On Mon, Feb 25, 2008 at 7:46 PM, Thinboy00
<thinboy00(a)gmail.com> wrote:
> Will this need a sitewide installation in monobook.js (or common.js)?
> Also, can you make it so that if scripting is disabled, the images (or
> tables) won't load? On second thought, whether they should load in
> that case is debatable.
>
>
Alex G schrieb:
Nice idea. I'm thinking we should try and go
ahead with this...if images
are showing by default, there really isn't much "bad" about this
solution.
AFAIK this would go in sitewide monobook.js, correct? We could also
add a
Special:Prefs option to have the images default
showing/default hiding.
Yes, it would need a sitewide installation in monobook.js
Per default and without javascript all tables are expanded and
the images are visible.
From what I read
http://en.wikipedia.org/wiki/Talk:Muhammad/images#new_compromise
I don't see much chance for it to get implemented though.
There are multiple objections:
1. Wikipedia:No disclaimers in articles
I'm not sure, whether it is a disclaimer. And the opposition
is chary on that, so I have to guess. Is it
a) they don't want a permanent article message box.
There are many articles with {{POV}} or {{disputed}}
message boxes, some of them stay for years.
b) they object the text in the message box.
If anything can be regarded as a disclaimer, it is the part
"Even though Wikipedia is not censored" as it indeed disclaims
any censorship is involved at Wikipedia. OTOH the phrase
"Wikipedia is not censored" has been written on the Muhammad
talk pages probably hundreds of times, so I wonder why anyone
would object that phrase to be in a message box on the article.

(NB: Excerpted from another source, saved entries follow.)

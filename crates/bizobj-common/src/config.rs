//! Runtime configuration
//!
//! Settings are layered: built-in defaults, then an optional TOML file, then
//! `BIZOBJ_`-prefixed environment variables (`BIZOBJ_MAX_CONCURRENT_RULES`,
//! `BIZOBJ_LOG__LEVEL`, ...).

use std::path::{Path, PathBuf};

use config::{Config, Environment, File, FileFormat};
use serde::{Deserialize, Serialize};
use thiserror::Error;

/// Configuration result type
pub type Result<T> = std::result::Result<T, ConfigError>;

/// Configuration errors
#[derive(Debug, Error)]
pub enum ConfigError {
    #[error("IO error: {0}")]
    Io(#[from] std::io::Error),

    #[error("Parse error: {0}")]
    Parse(String),

    #[error("Validation error: {0}")]
    Validation(String),
}

impl From<config::ConfigError> for ConfigError {
    fn from(err: config::ConfigError) -> Self {
        ConfigError::Parse(err.to_string())
    }
}

impl From<toml::ser::Error> for ConfigError {
    fn from(err: toml::ser::Error) -> Self {
        ConfigError::Parse(err.to_string())
    }
}

/// Logging section of the runtime configuration
#[derive(Debug, Clone, PartialEq, Eq, Serialize, Deserialize)]
#[serde(default)]
pub struct LogSettings {
    /// Minimum level name (trace, debug, info, warn, error)
    pub level: String,
    /// Print to stderr
    pub print: bool,
    /// Optional log file
    #[serde(skip_serializing_if = "Option::is_none")]
    pub file: Option<PathBuf>,
}

impl Default for LogSettings {
    fn default() -> Self {
        Self {
            level: "info".to_string(),
            print: false,
            file: None,
        }
    }
}

/// Tunables shared by every business object and list
#[derive(Debug, Clone, PartialEq, Eq, Serialize, Deserialize)]
#[serde(default)]
pub struct RuntimeConfig {
    /// Upper bound on rules evaluated concurrently within one rule run
    pub max_concurrent_rules: usize,
    /// Buffer size of each object's change broadcast channel
    pub event_bus_capacity: usize,
    /// Logging settings
    pub log: LogSettings,
}

impl Default for RuntimeConfig {
    fn default() -> Self {
        Self {
            max_concurrent_rules: 8,
            event_bus_capacity: 1024,
            log: LogSettings::default(),
        }
    }
}

impl RuntimeConfig {
    /// Parse a TOML document; missing keys keep their defaults
    pub fn from_toml_str(source: &str) -> Result<Self> {
        let config = Config::builder()
            .add_source(File::from_str(source, FileFormat::Toml))
            .build()?;
        let runtime: RuntimeConfig = config.try_deserialize()?;
        runtime.validate()?;
        Ok(runtime)
    }

    /// Render as TOML
    pub fn to_toml_string(&self) -> Result<String> {
        Ok(toml::to_string(self)?)
    }

    /// Check value ranges
    pub fn validate(&self) -> Result<()> {
        if self.max_concurrent_rules == 0 {
            return Err(ConfigError::Validation(
                "max_concurrent_rules must be greater than 0".to_string(),
            ));
        }
        if self.event_bus_capacity == 0 {
            return Err(ConfigError::Validation(
                "event_bus_capacity must be greater than 0".to_string(),
            ));
        }
        if crate::logging::LogLevel::from_str(&self.log.level).is_none() {
            return Err(ConfigError::Validation(format!(
                "unknown log level '{}'",
                self.log.level
            )));
        }
        Ok(())
    }
}

/// Loads [`RuntimeConfig`] from a file and the environment
pub struct ConfigLoader {
    /// Configuration file path
    config_path: Option<PathBuf>,
    /// Environment prefix
    env_prefix: String,
}

impl ConfigLoader {
    /// Defaults plus `BIZOBJ_*` environment variables
    pub fn new() -> Self {
        Self {
            config_path: None,
            env_prefix: "BIZOBJ".to_string(),
        }
    }

    /// Also read the given TOML file (missing files are skipped)
    pub fn with_path(path: impl Into<PathBuf>) -> Self {
        Self {
            config_path: Some(path.into()),
            env_prefix: "BIZOBJ".to_string(),
        }
    }

    /// Use a different environment prefix
    pub fn with_env_prefix(mut self, prefix: impl Into<String>) -> Self {
        self.env_prefix = prefix.into();
        self
    }

    /// The file this loader reads, if any
    pub fn config_path(&self) -> Option<&Path> {
        self.config_path.as_deref()
    }

    /// Build the layered configuration
    pub fn load(&self) -> Result<RuntimeConfig> {
        let mut builder = Config::builder();
        if let Some(path) = &self.config_path {
            builder = builder.add_source(File::from(path.clone()).required(false));
        }
        builder = builder.add_source(
            Environment::with_prefix(&self.env_prefix)
                .prefix_separator("_")
                .separator("__")
                .try_parsing(true),
        );

        let runtime: RuntimeConfig = builder.build()?.try_deserialize()?;
        runtime.validate()?;
        Ok(runtime)
    }

    /// Write the configuration to this loader's file as TOML
    pub fn save(&self, config: &RuntimeConfig) -> Result<()> {
        let path = self.config_path.as_ref().ok_or_else(|| {
            ConfigError::Validation("no configuration path to save to".to_string())
        })?;
        config.validate()?;
        if let Some(dir) = path.parent() {
            if !dir.as_os_str().is_empty() {
                std::fs::create_dir_all(dir)?;
            }
        }
        std::fs::write(path, config.to_toml_string()?)?;
        Ok(())
    }
}

impl Default for ConfigLoader {
    fn default() -> Self {
        Self::new()
    }
}

#[cfg(test)]
mod tests {
    use super::*;
    use proptest::prelude::*;

    #[test]
    fn test_defaults_are_valid() {
        let config = RuntimeConfig::default();
        assert!(config.validate().is_ok());
        assert_eq!(config.max_concurrent_rules, 8);
        assert_eq!(config.event_bus_capacity, 1024);
    }

    #[test]
    fn test_partial_toml_keeps_defaults() {
        let config = RuntimeConfig::from_toml_str("max_concurrent_rules = 2\n").unwrap();
        assert_eq!(config.max_concurrent_rules, 2);
        assert_eq!(config.event_bus_capacity, 1024);
        assert_eq!(config.log.level, "info");
    }

    #[test]
    fn test_nested_log_section() {
        let config = RuntimeConfig::from_toml_str("[log]\nlevel = \"debug\"\nprint = true\n").unwrap();
        assert_eq!(config.log.level, "debug");
        assert!(config.log.print);
    }

    #[test]
    fn test_zero_concurrency_rejected() {
        let result = RuntimeConfig::from_toml_str("max_concurrent_rules = 0\n");
        assert!(matches!(result, Err(ConfigError::Validation(_))));
    }

    #[test]
    fn test_unknown_log_level_rejected() {
        let result = RuntimeConfig::from_toml_str("[log]\nlevel = \"loud\"\n");
        assert!(matches!(result, Err(ConfigError::Validation(_))));
    }

    #[test]
    fn test_loader_missing_file_uses_defaults() {
        let temp_dir = tempfile::tempdir().unwrap();
        let loader = ConfigLoader::with_path(temp_dir.path().join("absent.toml"))
            .with_env_prefix("BIZOBJ_TEST_MISSING");
        assert_eq!(loader.load().unwrap(), RuntimeConfig::default());
    }

    #[test]
    fn test_loader_save_then_load() {
        let temp_dir = tempfile::tempdir().unwrap();
        let path = temp_dir.path().join("conf").join("bizobj.toml");
        let loader = ConfigLoader::with_path(&path).with_env_prefix("BIZOBJ_TEST_SAVE");

        let mut config = RuntimeConfig::default();
        config.max_concurrent_rules = 3;
        config.log.level = "warn".to_string();
        loader.save(&config).unwrap();

        assert_eq!(loader.load().unwrap(), config);
    }

    #[test]
    fn test_environment_overrides_file() {
        let temp_dir = tempfile::tempdir().unwrap();
        let path = temp_dir.path().join("bizobj.toml");
        std::fs::write(&path, "max_concurrent_rules = 2\n").unwrap();

        std::env::set_var("BIZOBJ_TEST_ENV_MAX_CONCURRENT_RULES", "5");
        let loader = ConfigLoader::with_path(&path).with_env_prefix("BIZOBJ_TEST_ENV");
        let config = loader.load().unwrap();
        std::env::remove_var("BIZOBJ_TEST_ENV_MAX_CONCURRENT_RULES");

        assert_eq!(config.max_concurrent_rules, 5);
    }

    #[test]
    fn test_save_without_path_fails() {
        let loader = ConfigLoader::new();
        assert!(loader.save(&RuntimeConfig::default()).is_err());
    }

    proptest! {
        #[test]
        fn test_positive_limits_validate(rules in 1usize..512, capacity in 1usize..65536) {
            let config = RuntimeConfig {
                max_concurrent_rules: rules,
                event_bus_capacity: capacity,
                log: LogSettings::default(),
            };
            prop_assert!(config.validate().is_ok());
        }
    }
}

Anyway, the text can be changed.
2. They are fearing a slippery slope.
There are certainly more articles where a minority rejects
certain images. But I can't see how a new message box with
that kind of functionality, would enlarge that problem rather
than reduce it. If members of the Bahá'í Faith, creationists,
Africans or Serbians object to certain images now, they can
already cause trouble by removing them. Why should it be any
worse, when there is a possibility to make
[[Wikipedia:Options to not see an image]] more flexible?